=== Exercise directions ===
Search the data for the word "warn" and copy every line that contains it.

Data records
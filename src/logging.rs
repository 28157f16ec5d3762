use crate::{COMMAND_TARGET, CONSOLE_TARGET, Data, ERROR_TARGET, Error, MENU_TARGET};
use poise::{Context, FrameworkError};
use std::path::Path;
use std::time::Instant;
use tracing::{error, info};
use tracing_appender::rolling::{RollingFileAppender, Rotation};
use tracing_subscriber::{
    EnvFilter,
    fmt::{self, format::FmtSpan},
    layer::SubscriberExt,
    util::SubscriberInitExt,
};

/// Log directory name
pub const LOG_DIR: &str = "logs";
/// Bot log file name
pub const BOT_LOG_FILE: &str = "nightfury";

/// Initialize the logging system with console and file outputs
pub fn init() -> Result<(), Box<dyn std::error::Error + Send + Sync>> {
    // Create log directory if it doesn't exist
    if !Path::new(LOG_DIR).exists() {
        std::fs::create_dir_all(LOG_DIR)?;
    }

    // File appender with daily rotation
    let bot_file = RollingFileAppender::new(Rotation::DAILY, LOG_DIR, BOT_LOG_FILE);

    // Console output (human-readable format)
    let console_layer = fmt::layer()
        .with_span_events(FmtSpan::CLOSE)
        .with_target(true)
        .with_ansi(true);

    // File output (JSON format)
    let file_layer = fmt::layer()
        .with_span_events(FmtSpan::CLOSE)
        .with_target(true)
        .with_ansi(false)
        .json()
        .with_writer(bot_file);

    // Use env filter to allow runtime configuration of log levels.
    // Default to INFO, keep menu lifecycle records, drop serenity noise.
    let env_filter = EnvFilter::try_from_default_env().unwrap_or_else(|_| {
        EnvFilter::new("info")
            .add_directive("serenity=error".parse().unwrap())
            .add_directive(format!("{MENU_TARGET}=debug").parse().unwrap())
    });

    tracing_subscriber::registry()
        .with(env_filter)
        .with(console_layer)
        .with(file_layer)
        .init();

    info!("Logging system initialized");
    Ok(())
}

// Store command start time in the context data
thread_local! {
    static COMMAND_START_TIME: std::cell::RefCell<Option<Instant>> = const { std::cell::RefCell::new(None) };
}

/// Log the start of a command execution (pre-command hook)
pub fn log_command_start(ctx: Context<'_, Data, Error>) {
    // Store the start time for later use in post_command
    COMMAND_START_TIME.with(|cell| {
        *cell.borrow_mut() = Some(Instant::now());
    });

    let command_name = ctx.command().qualified_name.clone();
    let guild_id = ctx
        .guild_id()
        .map_or_else(|| "DM".to_string(), |id| id.get().to_string());
    let user_id = ctx.author().id.get().to_string();

    info!(
        target: COMMAND_TARGET,
        command = %command_name,
        guild_id = %guild_id,
        user_id = %user_id,
        event = "start",
        "Command execution started"
    );
}

/// Log the end of a command execution (post-command hook)
pub fn log_command_end(ctx: Context<'_, Data, Error>) {
    // Calculate execution time
    let duration =
        COMMAND_START_TIME.with(|cell| cell.borrow_mut().take().map(|start| start.elapsed()));

    let command_name = ctx.command().qualified_name.clone();
    let guild_id = ctx
        .guild_id()
        .map_or_else(|| "DM".to_string(), |id| id.get().to_string());
    let user_id = ctx.author().id.get().to_string();

    let duration_ms = u64::try_from(duration.map_or(0, |d| d.as_millis())).unwrap_or_default();
    info!(
        target: COMMAND_TARGET,
        command = %command_name,
        guild_id = %guild_id,
        user_id = %user_id,
        duration_ms = duration_ms,
        event = "end",
        "Command execution completed"
    );
}

/// Log errors that occur during command execution
pub fn log_command_error(error: &FrameworkError<'_, Data, Error>) {
    match error {
        FrameworkError::Command { error, ctx, .. } => {
            let command_name = ctx.command().qualified_name.clone();
            let guild_id = ctx
                .guild_id()
                .as_ref()
                .map_or_else(|| "DM".to_string(), ToString::to_string);
            let user_id = ctx.author().id.get().to_string();

            error!(
                target: ERROR_TARGET,
                command = %command_name,
                guild_id = %guild_id,
                user_id = %user_id,
                error = %error,
                "Command error"
            );
        }
        FrameworkError::CommandCheckFailed { error, ctx, .. } => {
            let command_name = ctx.command().qualified_name.clone();
            let guild_id = ctx
                .guild_id()
                .as_ref()
                .map_or_else(|| "DM".to_string(), ToString::to_string);
            let user_id = ctx.author().id.get().to_string();

            let error_msg = error
                .as_ref()
                .map_or_else(|| "Check failed".to_string(), ToString::to_string);

            error!(
                target: ERROR_TARGET,
                command = %command_name,
                guild_id = %guild_id,
                user_id = %user_id,
                error = %error_msg,
                "Command check failed"
            );
        }
        err => {
            error!(
                target: ERROR_TARGET,
                error_type = %std::any::type_name::<FrameworkError<'_, Data, Error>>(),
                error = ?err,
                "Other framework error"
            );
        }
    }
}

pub fn log_console(message: String) {
    info!(
        target: CONSOLE_TARGET,
        message = %message,
        event = "console",
    );
}
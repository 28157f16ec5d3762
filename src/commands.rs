use std::sync::Arc;

use poise::command;
use poise::serenity_prelude::CreateMessage;
use tracing::warn;

use crate::menus::{Menu, MenuOptions, OrderedMenu, Paginator, Slideshow};
use crate::transport::{MenuTransport, SerenityTransport};
use crate::{Context, ERROR_TARGET, Error};

/// Widget configuration for the invoking user: the shared waiter, a live
/// transport, the guild's timeout, and the invoker as the only driver.
fn menu_options(ctx: &Context<'_>) -> MenuOptions {
    let serenity_ctx = ctx.serenity_context();
    let transport: Arc<dyn MenuTransport> = Arc::new(SerenityTransport::new(
        serenity_ctx.http.clone(),
        serenity_ctx.cache.clone(),
    ));
    let data = ctx.data();
    MenuOptions::new(data.waiter.clone(), transport)
        .timeout(data.menu_timeout(ctx.guild_id()))
        .authorize_user(ctx.author().id)
}

/// Basic ping command
/// This command is used to check if the bot is responsive.
#[command(prefix_command, slash_command, guild_only)]
pub async fn ping(ctx: Context<'_>) -> Result<(), Error> {
    ctx.say("Pong!").await?;
    Ok(())
}

/// Browse every role in the guild as a paged menu
#[command(prefix_command, slash_command, guild_only)]
pub async fn roles(ctx: Context<'_>) -> Result<(), Error> {
    let role_names: Option<Vec<String>> = ctx
        .guild()
        .map(|guild| guild.roles.values().map(|role| role.name.clone()).collect());
    let Some(mut names) = role_names else {
        ctx.say("This command only works in a guild.").await?;
        return Ok(());
    };
    names.sort();

    ctx.say(format!("Browsing {} role(s):", names.len())).await?;
    let wrap = ctx.data().wrap_page_ends(ctx.guild_id());
    let paginator = Paginator::builder(menu_options(&ctx))
        .items(names)
        .items_per_page(10)
        .number_items(true)
        .wrap_page_ends(wrap)
        .build()?;
    paginator.display_in(ctx.channel_id()).await?;
    Ok(())
}

/// Show the given image urls as a slideshow
#[command(prefix_command, guild_only)]
pub async fn gallery(ctx: Context<'_>, urls: Vec<String>) -> Result<(), Error> {
    if urls.is_empty() {
        ctx.say("Give me at least one image url.").await?;
        return Ok(());
    }
    let wrap = ctx.data().wrap_page_ends(ctx.guild_id());
    let slideshow = Slideshow::builder(menu_options(&ctx))
        .urls(urls)
        .wrap_page_ends(wrap)
        .build()?;
    slideshow.display_in(ctx.channel_id()).await?;
    Ok(())
}

/// Pick one of up to ten options with a numbered menu
#[command(prefix_command, guild_only)]
pub async fn choose(ctx: Context<'_>, options: Vec<String>) -> Result<(), Error> {
    if options.is_empty() || options.len() > 10 {
        ctx.say("Give me between 1 and 10 options.").await?;
        return Ok(());
    }

    let http = ctx.serenity_context().http.clone();
    let mut builder = OrderedMenu::builder(menu_options(&ctx))
        .description("Pick one:")
        .use_cancel(true)
        .guild(ctx.guild_id());
    for option in options {
        let http = Arc::clone(&http);
        builder = builder.choice(option.clone(), move |message| async move {
            let reply = CreateMessage::new().content(format!("You picked **{option}**."));
            if let Err(error) = message.channel_id.send_message(&http, reply).await {
                warn!(target: ERROR_TARGET, %error, "failed to announce choice");
            }
        });
    }
    builder.build()?.display_in(ctx.channel_id()).await?;
    Ok(())
}

/// Set how long interactive menus in this guild wait for input
#[command(
    prefix_command,
    slash_command,
    guild_only,
    required_permissions = "MANAGE_GUILD"
)]
pub async fn menutimeout(
    ctx: Context<'_>,
    #[description = "Seconds before a menu closes"] seconds: u32,
) -> Result<(), Error> {
    let Some(guild_id) = ctx.guild_id() else {
        ctx.say("This command only works in a guild.").await?;
        return Ok(());
    };
    if !(5..=900).contains(&seconds) {
        ctx.say("Pick a timeout between 5 and 900 seconds.").await?;
        return Ok(());
    }

    ctx.data().set_menu_timeout(guild_id, u64::from(seconds));
    ctx.data().save().await?;
    ctx.say(format!("Menus now wait {seconds}s for input.")).await?;
    Ok(())
}

/// Toggle whether paging menus in this guild wrap from the last page to the
/// first
#[command(
    prefix_command,
    slash_command,
    guild_only,
    required_permissions = "MANAGE_GUILD"
)]
pub async fn menuwrap(
    ctx: Context<'_>,
    #[description = "Wrap at the page ends"] wrap: bool,
) -> Result<(), Error> {
    let Some(guild_id) = ctx.guild_id() else {
        ctx.say("This command only works in a guild.").await?;
        return Ok(());
    };

    ctx.data().set_wrap_page_ends(guild_id, wrap);
    ctx.data().save().await?;
    let state = if wrap { "wrap at the ends" } else { "stop at the ends" };
    ctx.say(format!("Menus now {state}.")).await?;
    Ok(())
}
//! Error types for the menu widgets

use thiserror::Error;

use crate::transport::TransportError;

/// Errors raised while building or displaying a menu.
#[derive(Debug, Error)]
pub enum MenuError {
    /// A paginator was built without items.
    #[error("a paginator requires at least one item")]
    NoItems,

    /// A slideshow was built without image urls.
    #[error("a slideshow requires at least one image url")]
    NoUrls,

    /// An ordered menu was built with an unusable number of choices.
    #[error("an ordered menu requires between 1 and 10 choices, got {0}")]
    ChoiceCount(usize),

    /// Paginator column count outside the renderable range.
    #[error("columns must be between 1 and 3, got {0}")]
    Columns(usize),

    /// Paginator page size of zero.
    #[error("items per page must be at least 1")]
    ItemsPerPage,

    /// The menu cannot take reactions and typed input is disabled, so nobody
    /// could ever interact with it.
    #[error("cannot add reactions here and typed input is disabled")]
    ReactionsUnavailable,

    /// The platform rejected a request the menu cannot proceed without.
    #[error(transparent)]
    Transport(#[from] TransportError),
}

/// Result type for menu operations.
pub type MenuResult<T> = Result<T, MenuError>;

=== Answer space ===
use tracing::warn;
                warn!(target: ERROR_TARGET, %error, "failed to announce choice");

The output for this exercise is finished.